Repérage des indices d’énonciation

Réflexions énonciative et pragmatique

Le besoin de se détacher de l’immanentisme et de la formule saussurienne qui stipule : l’étude de la langue en elle-même et pour elle-même » a incité de nombreux linguistes, qui malgré leurs querelles et divergences à s’orienter vers l’étude de l’usage qu’en font les interlocuteurs de cette langue dans une situation d’énonciation. Ils ont de ce fait, tous admis largement l’idée d’une étude du discours comme énonciation, ce qui a donné naissance à ce que l’on appelle les théories énonciatives. Ces dernières constituent aujourd’hui l’une des dimensions fondamentales de toute étude de discours. Ainsi, les théories de l’énonciation s’accordent aujourd’hui pour considérer la langue Saussurienne, le code structuraliste et la compétence chomskyenne comme des définitions de l’objet de la linguistique réductrices à l’excès1. La linguistique énonciative a donc pour mission d’aborder la langue non plus en tant que système et code mais dans sa mise en fonctionnement et son usage dans un discours.

Toute énonciation dans un discours sera également envisagé dans sa dimension pragmatique c’est-à-dire comme instrument d’action. Rappelons que ce premier chapitre s’organisera autour de deux notions fondamentales dans notre travail de recherche à savoir ; les approches énonciatives ainsi que les actes du langage. Nous allons d’abord aborder les différentes approches énonciatives des différents linguistes. Ainsi seront mis en exergue les concepts linguistiques proprement dit du sujet parlant, modalisation (Charles Bally), d’ancrage énonciatifs et déictiques (Benveniste, Kerbrat-Orecchioni) de polyphonie, présupposé (Ducrot), du genre du discours, contexte (Maingueneau),de la Coénonciation (Culioli) ainsi que les définitions variés de l’énonciation. En partant de ces théories, notre contribution s’articulera sur l’analyse énonciative et conversationnelle, tout en mettant en lumière les deux concepts indispensables à savoir la conversation et l’interaction. Puis sur la pragmatique dans laquelle nous mettrons en lumière la notion d’actes du langage abordés par Austin et Searle et enfin sur les deux notions de sous-entendu et présupposé.

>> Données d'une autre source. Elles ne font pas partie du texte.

//! Permissions widget.
//!
//! A terminal cannot query per-app permission grants, so every row shows
//! `?` and activating the card points the user at the system settings.

use ratatui::text::Line;

use super::parts::{hint_line, stat_line};
use super::{Widget, WidgetAction, WidgetContext};

/// Notice shown when the card is activated.
pub const PERMISSIONS_NOTICE: &str = "Check system settings for permissions";

/// Rows shown on the card.
pub const PERMISSIONS: [&str; 4] = ["Location", "Camera", "Microphone", "Notifications"];

/// Widget listing permission states.
pub struct PermissionsWidget;

impl PermissionsWidget {
    /// Create a new `PermissionsWidget`.
    pub fn new() -> Self {
        Self
    }
}

impl Default for PermissionsWidget {
    fn default() -> Self {
        Self::new()
    }
}

/// Registry factory.
pub fn create() -> Box<dyn Widget> {
    Box::new(PermissionsWidget::new())
}

impl Widget for PermissionsWidget {
    fn render(&self, width: u16, _context: &WidgetContext) -> Vec<Line<'static>> {
        let mut lines: Vec<Line<'static>> = PERMISSIONS
            .iter()
            .map(|name| stat_line(width, name, "?"))
            .collect();
        lines.push(hint_line(width, WidgetAction::CheckPermissions.label()));
        lines
    }

    fn id(&self) -> &'static str {
        "permissions"
    }

    fn action(&self) -> Option<WidgetAction> {
        Some(WidgetAction::CheckPermissions)
    }
}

L’approche de Charles Bally Bien que les théories d’énonciation aient vu des noms de linguistes comme Benveniste et tant d’autres qui lui ont succédés, cité régulièrement comme une référence en ce domaine, en laissant présager que cette notion a vu le jour avec la linguistique moderne , il n’en demeure pas moins que le concept d’énonciation n’est pas aussi récent qu’il parait. En effet, Charles Bally qui est un adapte du structuralisme comme en témoigne ses travaux et publication avec son prédécesseur et maitre ; Ferdinand De Saussure, s’est distingué par ses réflexions en traçant les contours d’une théorie de l’énonciation et en étant l’un des premiers à y faire référence dans son oeuvre linguistique générale et linguistique française à travers ces propos : « J’ai préféré traiter avec quelques détails, deux sujet fondamentaux qui en réalité amorcent tout le reste : la théorie de l’énonciation et la technique des signe matériels (ou signifiant) dans le rapport avec les valeurs (ou signifié) ».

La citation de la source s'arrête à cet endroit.